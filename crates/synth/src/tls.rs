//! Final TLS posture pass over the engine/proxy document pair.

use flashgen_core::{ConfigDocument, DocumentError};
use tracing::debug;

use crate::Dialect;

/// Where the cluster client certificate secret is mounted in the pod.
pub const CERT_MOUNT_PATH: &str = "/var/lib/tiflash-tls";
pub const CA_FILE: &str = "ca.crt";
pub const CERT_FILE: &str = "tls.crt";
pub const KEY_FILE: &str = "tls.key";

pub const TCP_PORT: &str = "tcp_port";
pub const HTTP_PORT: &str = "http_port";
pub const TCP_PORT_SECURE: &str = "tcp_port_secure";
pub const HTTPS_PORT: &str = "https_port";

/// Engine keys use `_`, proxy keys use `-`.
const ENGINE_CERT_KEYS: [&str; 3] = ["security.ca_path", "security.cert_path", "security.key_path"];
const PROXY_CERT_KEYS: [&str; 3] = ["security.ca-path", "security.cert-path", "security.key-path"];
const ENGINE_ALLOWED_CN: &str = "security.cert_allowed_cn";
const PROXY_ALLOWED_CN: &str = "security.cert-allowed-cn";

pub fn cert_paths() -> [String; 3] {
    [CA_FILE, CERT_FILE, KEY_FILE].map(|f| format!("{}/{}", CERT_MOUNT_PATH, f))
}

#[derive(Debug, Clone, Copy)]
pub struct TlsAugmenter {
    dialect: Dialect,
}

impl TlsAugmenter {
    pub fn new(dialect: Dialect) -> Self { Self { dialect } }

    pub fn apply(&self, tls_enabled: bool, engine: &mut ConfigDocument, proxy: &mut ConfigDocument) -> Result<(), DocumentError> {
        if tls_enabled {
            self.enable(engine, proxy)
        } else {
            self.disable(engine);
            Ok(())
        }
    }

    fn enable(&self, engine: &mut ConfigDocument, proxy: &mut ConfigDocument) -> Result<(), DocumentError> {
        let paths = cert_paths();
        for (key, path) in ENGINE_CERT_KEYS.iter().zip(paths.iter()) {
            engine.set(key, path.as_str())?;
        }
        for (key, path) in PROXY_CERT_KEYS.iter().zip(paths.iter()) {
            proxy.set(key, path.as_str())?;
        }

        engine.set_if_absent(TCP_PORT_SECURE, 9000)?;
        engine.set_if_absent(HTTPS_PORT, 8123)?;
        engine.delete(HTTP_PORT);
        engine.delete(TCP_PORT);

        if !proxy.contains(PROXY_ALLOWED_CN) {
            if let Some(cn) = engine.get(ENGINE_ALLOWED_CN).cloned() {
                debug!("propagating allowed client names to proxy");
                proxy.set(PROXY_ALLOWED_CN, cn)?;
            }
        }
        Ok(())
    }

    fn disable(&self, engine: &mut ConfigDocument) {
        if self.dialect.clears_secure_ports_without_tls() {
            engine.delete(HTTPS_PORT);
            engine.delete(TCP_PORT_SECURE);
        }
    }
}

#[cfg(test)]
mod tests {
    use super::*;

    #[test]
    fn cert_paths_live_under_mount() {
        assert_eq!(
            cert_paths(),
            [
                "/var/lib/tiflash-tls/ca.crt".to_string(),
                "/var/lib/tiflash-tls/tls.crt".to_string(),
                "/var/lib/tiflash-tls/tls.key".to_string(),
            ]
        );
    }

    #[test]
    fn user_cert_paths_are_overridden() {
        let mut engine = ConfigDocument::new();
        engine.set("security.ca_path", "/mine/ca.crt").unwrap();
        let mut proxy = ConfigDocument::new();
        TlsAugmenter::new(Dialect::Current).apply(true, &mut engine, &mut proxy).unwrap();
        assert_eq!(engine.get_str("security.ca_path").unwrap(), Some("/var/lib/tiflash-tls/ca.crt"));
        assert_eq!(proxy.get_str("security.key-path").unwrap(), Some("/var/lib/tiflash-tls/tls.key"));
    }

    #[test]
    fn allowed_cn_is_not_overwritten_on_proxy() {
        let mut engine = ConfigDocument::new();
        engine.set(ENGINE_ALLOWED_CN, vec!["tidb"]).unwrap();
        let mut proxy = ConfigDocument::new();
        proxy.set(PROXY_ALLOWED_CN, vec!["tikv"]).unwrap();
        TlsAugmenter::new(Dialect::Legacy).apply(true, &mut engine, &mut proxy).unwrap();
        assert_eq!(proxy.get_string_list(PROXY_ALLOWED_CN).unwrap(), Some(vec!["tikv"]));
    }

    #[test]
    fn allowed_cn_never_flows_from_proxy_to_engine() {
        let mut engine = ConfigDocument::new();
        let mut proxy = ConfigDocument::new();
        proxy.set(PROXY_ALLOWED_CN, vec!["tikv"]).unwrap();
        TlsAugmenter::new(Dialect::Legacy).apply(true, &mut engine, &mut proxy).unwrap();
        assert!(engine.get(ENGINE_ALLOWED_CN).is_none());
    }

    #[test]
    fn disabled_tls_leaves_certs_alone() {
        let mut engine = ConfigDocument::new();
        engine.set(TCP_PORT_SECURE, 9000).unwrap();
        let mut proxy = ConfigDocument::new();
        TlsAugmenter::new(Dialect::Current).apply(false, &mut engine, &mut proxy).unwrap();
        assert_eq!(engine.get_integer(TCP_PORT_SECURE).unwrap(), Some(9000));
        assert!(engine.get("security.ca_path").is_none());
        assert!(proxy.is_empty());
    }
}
########
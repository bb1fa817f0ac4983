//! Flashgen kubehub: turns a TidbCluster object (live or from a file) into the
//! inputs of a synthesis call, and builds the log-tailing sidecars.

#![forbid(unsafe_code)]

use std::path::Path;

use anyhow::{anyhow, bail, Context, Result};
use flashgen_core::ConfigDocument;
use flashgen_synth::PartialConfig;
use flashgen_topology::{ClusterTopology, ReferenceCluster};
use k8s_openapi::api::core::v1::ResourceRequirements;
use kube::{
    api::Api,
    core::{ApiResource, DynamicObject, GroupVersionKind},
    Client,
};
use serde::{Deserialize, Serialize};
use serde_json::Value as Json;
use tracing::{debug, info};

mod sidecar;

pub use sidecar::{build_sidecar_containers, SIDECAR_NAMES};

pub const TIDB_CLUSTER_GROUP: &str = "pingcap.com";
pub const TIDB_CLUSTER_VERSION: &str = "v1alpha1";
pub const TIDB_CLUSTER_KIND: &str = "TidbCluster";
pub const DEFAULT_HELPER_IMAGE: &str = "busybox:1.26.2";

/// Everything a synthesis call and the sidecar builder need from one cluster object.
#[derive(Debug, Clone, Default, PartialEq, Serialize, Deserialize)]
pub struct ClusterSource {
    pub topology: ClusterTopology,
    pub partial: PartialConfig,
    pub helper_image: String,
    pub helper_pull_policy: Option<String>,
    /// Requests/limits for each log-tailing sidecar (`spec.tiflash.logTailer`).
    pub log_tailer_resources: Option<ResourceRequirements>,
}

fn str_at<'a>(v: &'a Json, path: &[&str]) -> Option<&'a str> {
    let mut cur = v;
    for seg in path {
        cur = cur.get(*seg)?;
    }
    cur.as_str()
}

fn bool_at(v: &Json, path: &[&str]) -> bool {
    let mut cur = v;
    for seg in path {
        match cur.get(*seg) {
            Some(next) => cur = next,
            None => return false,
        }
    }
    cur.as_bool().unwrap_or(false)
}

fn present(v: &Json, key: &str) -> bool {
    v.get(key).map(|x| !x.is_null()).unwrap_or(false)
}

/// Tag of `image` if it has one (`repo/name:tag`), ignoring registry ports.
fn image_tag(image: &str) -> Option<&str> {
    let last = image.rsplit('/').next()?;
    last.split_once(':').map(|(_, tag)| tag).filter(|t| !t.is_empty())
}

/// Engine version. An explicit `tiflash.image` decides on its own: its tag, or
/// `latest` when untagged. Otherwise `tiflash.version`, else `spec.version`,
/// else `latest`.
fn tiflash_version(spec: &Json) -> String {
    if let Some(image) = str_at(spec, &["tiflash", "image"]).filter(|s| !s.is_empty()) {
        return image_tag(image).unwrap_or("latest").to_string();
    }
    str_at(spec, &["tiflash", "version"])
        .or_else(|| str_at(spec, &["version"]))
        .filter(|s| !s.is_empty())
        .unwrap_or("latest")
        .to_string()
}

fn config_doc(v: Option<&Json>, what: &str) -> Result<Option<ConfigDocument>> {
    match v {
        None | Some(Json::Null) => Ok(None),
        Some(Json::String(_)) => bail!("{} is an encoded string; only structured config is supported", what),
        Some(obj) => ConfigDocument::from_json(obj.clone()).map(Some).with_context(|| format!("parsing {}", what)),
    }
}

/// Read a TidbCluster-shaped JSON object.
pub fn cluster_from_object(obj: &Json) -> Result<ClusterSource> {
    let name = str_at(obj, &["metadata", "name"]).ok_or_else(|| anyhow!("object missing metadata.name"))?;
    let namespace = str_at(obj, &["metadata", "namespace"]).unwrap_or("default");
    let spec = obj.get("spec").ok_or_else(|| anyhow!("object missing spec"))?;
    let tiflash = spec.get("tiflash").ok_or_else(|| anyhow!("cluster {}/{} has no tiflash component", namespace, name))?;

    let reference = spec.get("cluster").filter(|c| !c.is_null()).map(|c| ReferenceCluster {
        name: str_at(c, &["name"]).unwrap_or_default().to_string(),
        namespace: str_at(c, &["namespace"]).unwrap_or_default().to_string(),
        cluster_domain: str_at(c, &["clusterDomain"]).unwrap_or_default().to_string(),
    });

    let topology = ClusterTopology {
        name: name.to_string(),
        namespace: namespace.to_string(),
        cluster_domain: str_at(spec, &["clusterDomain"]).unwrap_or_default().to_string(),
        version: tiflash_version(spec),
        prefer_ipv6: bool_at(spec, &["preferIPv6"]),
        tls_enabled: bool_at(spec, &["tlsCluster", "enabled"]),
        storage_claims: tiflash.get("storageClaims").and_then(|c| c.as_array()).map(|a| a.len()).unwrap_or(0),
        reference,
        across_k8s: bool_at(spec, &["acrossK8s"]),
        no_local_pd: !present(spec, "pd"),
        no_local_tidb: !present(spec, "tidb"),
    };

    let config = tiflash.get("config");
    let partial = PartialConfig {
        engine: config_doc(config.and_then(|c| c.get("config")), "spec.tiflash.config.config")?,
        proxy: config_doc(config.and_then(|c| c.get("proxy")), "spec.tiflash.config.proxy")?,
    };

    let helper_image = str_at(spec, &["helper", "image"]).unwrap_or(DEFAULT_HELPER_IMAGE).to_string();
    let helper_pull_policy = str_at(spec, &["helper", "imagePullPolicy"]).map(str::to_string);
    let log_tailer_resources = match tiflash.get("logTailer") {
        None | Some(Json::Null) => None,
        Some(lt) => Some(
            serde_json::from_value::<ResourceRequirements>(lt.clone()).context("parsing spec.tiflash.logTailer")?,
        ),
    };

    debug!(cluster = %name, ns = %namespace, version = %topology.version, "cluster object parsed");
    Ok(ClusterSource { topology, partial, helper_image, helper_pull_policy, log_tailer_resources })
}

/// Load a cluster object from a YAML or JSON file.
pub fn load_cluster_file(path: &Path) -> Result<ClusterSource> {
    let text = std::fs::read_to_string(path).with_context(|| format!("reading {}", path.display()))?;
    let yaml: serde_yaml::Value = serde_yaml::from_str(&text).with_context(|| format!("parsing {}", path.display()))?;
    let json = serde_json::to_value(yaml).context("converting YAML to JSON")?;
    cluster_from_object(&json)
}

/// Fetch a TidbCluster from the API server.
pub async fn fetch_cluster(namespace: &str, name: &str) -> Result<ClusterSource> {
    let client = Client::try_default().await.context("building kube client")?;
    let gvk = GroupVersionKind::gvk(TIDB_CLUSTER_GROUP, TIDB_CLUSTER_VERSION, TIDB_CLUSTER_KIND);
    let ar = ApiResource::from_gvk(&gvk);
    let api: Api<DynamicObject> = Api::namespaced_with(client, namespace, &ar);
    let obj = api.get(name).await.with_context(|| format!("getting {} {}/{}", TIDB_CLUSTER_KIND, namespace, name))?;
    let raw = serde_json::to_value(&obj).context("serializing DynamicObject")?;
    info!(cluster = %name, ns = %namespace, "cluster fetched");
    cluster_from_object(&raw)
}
########
**Work to be completed:** Which lines hold the word "logTailer"? Return all of them from the records above.

**Response to the exercise:**
    /// Requests/limits for each log-tailing sidecar (`spec.tiflash.logTailer`).
    let log_tailer_resources = match tiflash.get("logTailer") {
            serde_json::from_value::<ResourceRequirements>(lt.clone()).context("parsing spec.tiflash.logTailer")?,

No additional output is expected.